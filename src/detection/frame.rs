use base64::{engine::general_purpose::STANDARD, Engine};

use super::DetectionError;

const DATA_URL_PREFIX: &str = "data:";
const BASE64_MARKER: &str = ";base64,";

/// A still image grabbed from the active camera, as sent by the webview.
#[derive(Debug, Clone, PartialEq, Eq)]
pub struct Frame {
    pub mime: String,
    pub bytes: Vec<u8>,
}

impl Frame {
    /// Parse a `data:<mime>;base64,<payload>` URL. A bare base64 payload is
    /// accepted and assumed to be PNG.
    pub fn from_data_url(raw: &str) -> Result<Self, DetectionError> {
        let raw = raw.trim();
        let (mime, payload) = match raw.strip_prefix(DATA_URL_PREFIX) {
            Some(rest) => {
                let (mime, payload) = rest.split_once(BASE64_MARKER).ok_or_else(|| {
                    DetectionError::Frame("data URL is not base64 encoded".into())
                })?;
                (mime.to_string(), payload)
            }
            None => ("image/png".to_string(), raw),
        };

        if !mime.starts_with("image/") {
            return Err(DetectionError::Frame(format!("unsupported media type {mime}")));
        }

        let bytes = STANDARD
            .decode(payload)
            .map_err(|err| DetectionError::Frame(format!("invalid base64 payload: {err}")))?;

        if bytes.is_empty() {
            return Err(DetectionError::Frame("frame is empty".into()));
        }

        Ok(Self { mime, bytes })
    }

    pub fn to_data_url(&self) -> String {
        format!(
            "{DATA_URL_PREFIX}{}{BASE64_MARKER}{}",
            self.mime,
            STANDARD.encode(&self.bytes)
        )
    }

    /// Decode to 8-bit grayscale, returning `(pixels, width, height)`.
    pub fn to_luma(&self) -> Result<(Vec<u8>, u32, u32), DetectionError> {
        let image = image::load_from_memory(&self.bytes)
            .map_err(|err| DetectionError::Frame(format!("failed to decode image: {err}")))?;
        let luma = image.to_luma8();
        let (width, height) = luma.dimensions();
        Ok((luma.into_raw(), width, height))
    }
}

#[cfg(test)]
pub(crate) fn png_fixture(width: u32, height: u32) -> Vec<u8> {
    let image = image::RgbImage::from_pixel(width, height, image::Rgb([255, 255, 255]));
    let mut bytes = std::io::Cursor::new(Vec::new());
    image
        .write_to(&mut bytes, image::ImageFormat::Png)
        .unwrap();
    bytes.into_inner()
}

#### WHAT IS BEING ASKED
Everything from the line containing "image::Rgb([255, 255, 255]));" through the last line above should be set down exactly; include no other lines.

#### SOLUTION TO THE PROBLEM
    let image = image::RgbImage::from_pixel(width, height, image::Rgb([255, 255, 255]));
    let mut bytes = std::io::Cursor::new(Vec::new());
    image
        .write_to(&mut bytes, image::ImageFormat::Png)
        .unwrap();
    bytes.into_inner()
}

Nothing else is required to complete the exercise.